Dataset entries
#####

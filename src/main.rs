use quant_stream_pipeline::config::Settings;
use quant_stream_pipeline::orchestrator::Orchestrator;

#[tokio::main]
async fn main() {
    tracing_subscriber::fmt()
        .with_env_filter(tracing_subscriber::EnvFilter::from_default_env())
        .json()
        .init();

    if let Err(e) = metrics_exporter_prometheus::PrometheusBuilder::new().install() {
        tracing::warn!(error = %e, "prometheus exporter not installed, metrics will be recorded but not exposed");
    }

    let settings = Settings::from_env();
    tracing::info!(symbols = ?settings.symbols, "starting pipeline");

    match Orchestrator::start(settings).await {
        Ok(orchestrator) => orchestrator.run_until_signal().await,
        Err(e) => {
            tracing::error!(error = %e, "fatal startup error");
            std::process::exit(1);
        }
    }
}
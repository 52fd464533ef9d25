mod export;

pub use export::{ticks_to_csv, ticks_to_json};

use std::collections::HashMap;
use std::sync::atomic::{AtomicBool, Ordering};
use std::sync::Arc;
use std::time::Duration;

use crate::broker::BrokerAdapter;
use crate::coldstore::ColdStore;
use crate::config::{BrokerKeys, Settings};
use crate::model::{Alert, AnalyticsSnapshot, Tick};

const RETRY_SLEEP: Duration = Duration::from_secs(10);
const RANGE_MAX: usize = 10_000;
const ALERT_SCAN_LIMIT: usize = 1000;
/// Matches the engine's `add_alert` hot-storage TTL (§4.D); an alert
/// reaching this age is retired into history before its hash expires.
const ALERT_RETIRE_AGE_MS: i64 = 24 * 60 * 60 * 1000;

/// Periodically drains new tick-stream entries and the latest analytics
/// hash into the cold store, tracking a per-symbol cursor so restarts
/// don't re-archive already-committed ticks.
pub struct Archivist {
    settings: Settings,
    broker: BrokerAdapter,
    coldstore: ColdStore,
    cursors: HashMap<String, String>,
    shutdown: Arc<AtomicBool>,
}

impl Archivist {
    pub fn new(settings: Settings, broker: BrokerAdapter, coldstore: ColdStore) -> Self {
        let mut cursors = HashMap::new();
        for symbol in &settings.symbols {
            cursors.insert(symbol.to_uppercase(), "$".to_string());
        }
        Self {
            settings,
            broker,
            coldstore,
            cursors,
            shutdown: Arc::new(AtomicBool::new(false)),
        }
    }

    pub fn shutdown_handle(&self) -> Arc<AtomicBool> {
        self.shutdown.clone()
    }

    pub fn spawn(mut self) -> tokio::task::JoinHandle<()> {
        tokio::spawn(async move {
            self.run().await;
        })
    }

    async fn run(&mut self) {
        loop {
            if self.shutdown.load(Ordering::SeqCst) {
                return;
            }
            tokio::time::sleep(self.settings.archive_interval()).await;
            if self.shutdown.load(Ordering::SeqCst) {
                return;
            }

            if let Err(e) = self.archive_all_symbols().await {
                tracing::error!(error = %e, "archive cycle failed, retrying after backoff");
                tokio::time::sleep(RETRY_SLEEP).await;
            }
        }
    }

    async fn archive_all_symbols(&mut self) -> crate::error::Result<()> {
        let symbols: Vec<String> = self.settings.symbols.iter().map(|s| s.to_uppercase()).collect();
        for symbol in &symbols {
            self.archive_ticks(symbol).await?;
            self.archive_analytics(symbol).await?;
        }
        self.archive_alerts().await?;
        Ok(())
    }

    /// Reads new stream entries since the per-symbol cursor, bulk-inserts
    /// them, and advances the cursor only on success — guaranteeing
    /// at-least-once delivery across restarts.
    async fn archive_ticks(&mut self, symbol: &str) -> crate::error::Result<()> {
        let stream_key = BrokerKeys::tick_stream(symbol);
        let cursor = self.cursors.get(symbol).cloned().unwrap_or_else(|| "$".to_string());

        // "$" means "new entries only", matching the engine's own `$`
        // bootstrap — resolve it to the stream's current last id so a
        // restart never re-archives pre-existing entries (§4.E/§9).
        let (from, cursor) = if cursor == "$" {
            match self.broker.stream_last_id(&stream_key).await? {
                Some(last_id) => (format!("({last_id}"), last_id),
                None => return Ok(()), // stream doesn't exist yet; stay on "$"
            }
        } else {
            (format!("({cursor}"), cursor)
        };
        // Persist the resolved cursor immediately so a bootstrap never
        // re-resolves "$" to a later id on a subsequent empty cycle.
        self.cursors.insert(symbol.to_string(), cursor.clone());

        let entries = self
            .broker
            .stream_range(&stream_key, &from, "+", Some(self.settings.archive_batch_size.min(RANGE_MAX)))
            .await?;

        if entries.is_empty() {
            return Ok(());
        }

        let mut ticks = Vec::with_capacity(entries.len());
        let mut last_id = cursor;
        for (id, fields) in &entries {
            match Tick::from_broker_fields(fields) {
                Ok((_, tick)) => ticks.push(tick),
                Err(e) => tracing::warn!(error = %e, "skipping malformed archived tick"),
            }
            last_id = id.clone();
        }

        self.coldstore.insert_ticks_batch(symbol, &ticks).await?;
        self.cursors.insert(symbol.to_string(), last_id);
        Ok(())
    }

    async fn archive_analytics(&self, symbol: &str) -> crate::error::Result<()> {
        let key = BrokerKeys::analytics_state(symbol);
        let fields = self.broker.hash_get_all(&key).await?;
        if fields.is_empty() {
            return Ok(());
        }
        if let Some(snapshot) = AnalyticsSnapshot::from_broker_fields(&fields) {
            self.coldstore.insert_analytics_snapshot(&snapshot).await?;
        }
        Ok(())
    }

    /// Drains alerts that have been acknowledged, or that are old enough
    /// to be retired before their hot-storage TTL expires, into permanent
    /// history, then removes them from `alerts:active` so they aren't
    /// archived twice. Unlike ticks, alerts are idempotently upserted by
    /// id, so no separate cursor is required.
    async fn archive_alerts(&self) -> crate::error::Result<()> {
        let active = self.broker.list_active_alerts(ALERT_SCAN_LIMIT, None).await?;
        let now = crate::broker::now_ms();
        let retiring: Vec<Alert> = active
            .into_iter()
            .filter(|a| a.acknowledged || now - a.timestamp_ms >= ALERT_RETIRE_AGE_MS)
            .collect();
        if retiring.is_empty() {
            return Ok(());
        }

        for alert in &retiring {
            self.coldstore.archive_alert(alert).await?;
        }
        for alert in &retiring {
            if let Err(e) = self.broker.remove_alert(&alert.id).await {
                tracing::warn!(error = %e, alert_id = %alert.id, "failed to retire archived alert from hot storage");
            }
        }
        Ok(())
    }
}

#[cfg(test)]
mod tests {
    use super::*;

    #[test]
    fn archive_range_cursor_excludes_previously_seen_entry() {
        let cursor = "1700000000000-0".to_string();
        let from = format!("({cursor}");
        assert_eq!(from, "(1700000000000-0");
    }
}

#####

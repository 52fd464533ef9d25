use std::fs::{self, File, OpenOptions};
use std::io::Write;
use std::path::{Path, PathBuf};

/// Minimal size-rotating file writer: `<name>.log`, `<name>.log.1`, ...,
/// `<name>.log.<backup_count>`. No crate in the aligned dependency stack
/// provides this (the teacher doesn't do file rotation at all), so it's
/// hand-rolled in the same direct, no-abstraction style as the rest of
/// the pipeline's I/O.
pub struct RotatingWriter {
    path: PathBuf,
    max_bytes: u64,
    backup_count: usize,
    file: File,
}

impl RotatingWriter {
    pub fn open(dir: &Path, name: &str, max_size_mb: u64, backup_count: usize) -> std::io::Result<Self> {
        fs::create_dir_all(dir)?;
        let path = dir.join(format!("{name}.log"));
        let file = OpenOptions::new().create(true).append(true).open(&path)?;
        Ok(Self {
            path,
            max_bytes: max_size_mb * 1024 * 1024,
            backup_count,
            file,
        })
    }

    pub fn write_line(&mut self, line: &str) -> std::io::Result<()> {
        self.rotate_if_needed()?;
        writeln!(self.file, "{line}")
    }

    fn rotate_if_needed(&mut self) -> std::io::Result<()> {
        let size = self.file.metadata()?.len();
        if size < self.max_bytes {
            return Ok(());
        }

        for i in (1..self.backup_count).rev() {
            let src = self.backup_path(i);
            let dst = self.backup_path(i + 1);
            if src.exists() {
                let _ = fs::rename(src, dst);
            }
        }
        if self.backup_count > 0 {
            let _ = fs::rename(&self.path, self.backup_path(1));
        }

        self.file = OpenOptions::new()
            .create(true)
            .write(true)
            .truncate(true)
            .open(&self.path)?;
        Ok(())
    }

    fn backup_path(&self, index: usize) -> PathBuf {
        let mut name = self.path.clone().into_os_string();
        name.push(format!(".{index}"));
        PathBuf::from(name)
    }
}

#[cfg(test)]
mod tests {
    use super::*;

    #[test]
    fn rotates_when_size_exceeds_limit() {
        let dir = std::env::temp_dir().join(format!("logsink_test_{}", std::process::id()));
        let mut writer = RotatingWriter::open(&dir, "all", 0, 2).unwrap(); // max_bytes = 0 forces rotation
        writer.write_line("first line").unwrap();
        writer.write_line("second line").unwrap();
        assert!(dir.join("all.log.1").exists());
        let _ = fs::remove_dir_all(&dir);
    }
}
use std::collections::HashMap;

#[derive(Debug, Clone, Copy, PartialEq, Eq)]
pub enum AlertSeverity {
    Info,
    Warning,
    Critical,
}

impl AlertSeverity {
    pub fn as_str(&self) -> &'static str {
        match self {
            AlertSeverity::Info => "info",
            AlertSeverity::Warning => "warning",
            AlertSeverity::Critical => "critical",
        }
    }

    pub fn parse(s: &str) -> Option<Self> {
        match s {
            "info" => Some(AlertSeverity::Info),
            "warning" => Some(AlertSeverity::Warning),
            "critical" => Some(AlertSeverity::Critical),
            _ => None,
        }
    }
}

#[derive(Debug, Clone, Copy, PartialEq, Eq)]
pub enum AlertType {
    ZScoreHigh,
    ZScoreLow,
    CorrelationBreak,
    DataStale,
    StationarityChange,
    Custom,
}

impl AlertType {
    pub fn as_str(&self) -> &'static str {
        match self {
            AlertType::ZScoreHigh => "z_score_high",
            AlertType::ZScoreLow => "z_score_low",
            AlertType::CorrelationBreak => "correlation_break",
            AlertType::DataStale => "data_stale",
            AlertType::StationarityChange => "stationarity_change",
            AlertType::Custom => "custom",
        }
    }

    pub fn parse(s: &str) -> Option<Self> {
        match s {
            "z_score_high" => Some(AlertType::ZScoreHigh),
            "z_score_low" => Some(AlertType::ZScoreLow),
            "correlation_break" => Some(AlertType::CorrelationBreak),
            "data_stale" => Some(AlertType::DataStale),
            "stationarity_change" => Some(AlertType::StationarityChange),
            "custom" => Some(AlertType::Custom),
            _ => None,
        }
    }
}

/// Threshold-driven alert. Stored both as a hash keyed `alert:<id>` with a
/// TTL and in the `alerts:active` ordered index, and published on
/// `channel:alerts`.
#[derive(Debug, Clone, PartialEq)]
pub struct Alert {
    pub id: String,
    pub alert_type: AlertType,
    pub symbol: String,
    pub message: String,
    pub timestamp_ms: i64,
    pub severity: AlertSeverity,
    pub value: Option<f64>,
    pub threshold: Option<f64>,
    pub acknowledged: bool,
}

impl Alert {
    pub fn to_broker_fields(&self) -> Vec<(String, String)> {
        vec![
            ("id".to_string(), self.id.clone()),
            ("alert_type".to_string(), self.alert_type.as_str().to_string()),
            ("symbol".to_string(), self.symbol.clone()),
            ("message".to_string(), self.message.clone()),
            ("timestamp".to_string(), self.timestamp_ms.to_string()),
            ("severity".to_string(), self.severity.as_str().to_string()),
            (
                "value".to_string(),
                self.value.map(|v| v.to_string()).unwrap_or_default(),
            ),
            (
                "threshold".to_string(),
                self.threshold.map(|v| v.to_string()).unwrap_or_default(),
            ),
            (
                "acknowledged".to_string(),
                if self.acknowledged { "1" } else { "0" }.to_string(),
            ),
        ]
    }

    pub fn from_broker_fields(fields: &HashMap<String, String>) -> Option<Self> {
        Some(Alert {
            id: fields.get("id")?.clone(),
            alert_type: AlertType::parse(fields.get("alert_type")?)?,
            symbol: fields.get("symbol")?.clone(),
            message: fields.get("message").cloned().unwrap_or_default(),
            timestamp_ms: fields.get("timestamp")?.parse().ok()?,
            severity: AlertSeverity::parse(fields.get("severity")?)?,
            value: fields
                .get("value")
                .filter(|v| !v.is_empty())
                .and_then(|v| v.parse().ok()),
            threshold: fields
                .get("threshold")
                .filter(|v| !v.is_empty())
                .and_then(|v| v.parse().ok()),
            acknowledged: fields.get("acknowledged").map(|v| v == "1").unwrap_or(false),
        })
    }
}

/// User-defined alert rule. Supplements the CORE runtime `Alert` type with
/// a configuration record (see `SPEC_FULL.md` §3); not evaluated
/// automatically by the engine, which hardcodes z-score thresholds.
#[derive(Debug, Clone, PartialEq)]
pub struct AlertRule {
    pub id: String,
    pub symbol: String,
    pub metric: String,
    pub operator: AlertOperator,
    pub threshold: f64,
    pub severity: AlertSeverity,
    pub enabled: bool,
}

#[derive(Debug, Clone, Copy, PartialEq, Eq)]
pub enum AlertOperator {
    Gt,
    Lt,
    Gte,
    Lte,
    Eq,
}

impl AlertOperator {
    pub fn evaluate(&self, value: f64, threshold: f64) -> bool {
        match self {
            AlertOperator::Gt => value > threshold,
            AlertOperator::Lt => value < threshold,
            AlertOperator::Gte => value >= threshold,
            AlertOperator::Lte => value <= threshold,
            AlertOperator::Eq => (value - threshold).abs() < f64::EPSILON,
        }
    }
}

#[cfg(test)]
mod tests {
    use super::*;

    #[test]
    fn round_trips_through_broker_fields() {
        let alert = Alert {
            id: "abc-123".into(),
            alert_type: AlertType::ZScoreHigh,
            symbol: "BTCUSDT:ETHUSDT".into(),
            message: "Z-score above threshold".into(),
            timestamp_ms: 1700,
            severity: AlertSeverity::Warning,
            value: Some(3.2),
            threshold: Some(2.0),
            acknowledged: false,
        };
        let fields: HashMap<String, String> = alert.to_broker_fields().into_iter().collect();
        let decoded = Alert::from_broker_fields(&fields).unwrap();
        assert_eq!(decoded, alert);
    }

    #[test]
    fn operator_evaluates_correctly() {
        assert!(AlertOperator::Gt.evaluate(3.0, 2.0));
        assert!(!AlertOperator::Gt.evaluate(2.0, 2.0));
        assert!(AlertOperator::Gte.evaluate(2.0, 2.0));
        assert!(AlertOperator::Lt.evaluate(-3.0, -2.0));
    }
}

#####

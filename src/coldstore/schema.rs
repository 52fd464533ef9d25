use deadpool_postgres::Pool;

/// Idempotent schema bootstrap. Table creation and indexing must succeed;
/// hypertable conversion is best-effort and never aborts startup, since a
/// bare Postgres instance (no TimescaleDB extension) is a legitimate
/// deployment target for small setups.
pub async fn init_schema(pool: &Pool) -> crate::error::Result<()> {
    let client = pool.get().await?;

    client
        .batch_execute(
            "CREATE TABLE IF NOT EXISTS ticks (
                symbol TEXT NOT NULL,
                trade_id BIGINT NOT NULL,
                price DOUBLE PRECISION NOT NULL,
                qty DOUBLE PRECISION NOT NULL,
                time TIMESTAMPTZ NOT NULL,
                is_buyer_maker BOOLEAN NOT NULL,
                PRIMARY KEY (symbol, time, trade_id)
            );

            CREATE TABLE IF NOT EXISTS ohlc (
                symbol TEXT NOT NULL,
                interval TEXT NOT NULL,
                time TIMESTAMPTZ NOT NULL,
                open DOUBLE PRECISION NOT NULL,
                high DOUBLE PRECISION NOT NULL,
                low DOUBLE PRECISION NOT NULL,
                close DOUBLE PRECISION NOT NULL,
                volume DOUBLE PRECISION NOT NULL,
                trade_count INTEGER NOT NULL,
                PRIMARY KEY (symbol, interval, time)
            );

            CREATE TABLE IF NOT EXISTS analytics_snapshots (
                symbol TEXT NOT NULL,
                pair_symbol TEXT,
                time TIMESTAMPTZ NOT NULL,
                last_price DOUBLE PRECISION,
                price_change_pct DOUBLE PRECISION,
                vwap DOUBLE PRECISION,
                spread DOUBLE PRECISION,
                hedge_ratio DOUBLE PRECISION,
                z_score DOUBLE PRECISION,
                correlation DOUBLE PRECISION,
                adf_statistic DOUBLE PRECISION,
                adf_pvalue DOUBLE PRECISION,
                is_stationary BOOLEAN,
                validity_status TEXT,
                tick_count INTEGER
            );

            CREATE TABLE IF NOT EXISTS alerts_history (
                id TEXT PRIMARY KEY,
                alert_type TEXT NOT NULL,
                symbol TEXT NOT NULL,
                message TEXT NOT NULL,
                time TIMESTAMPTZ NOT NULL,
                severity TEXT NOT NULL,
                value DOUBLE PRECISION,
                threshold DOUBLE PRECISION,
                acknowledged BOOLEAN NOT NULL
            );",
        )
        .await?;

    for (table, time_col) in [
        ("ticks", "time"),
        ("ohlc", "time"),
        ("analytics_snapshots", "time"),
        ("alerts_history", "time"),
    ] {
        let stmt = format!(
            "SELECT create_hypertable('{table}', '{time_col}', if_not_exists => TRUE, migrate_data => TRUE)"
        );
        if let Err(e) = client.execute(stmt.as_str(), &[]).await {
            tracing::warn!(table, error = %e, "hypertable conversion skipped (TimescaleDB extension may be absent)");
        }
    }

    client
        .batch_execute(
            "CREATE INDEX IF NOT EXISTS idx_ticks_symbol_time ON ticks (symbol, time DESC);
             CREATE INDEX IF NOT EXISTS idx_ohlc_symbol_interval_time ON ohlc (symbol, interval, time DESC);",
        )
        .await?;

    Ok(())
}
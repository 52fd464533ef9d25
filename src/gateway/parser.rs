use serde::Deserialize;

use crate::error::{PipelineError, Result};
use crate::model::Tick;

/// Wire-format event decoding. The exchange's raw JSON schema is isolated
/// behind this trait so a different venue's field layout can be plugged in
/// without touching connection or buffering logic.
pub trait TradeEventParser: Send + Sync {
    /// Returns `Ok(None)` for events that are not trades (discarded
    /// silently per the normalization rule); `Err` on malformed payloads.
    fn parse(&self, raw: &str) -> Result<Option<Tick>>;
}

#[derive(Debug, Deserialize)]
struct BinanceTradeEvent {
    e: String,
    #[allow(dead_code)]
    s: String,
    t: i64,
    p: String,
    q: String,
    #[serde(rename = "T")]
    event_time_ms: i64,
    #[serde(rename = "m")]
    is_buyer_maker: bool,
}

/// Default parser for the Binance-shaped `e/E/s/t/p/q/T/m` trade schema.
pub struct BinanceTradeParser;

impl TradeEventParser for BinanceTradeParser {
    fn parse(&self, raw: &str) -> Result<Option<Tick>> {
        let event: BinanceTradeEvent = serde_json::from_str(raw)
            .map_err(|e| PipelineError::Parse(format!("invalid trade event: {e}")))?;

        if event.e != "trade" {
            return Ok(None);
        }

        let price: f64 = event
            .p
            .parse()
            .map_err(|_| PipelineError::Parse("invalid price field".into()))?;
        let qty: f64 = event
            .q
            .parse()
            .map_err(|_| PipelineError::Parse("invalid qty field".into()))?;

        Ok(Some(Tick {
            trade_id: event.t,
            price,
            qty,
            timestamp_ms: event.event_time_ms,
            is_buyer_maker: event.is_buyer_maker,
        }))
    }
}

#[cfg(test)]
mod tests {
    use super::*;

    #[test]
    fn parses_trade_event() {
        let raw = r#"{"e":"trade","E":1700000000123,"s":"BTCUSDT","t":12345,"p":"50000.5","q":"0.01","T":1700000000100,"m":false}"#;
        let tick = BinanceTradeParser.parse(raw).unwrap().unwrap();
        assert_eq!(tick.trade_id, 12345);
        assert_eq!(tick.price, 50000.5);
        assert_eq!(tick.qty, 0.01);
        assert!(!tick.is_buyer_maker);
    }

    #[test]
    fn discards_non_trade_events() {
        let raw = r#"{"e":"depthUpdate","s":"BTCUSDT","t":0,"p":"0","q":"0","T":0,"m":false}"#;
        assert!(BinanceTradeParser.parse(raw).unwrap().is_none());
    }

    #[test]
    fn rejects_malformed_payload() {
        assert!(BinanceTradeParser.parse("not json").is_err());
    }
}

#####

◆ **Assigned task**:
Scan the entries for lines holding the string "this", then copy every one of them.

◆ **Reply**:
/// reaching this age is retired into history before its hash expires.
/// provides this (the teacher doesn't do file rotation at all), so it's
/// behind this trait so a different venue's field layout can be plugged in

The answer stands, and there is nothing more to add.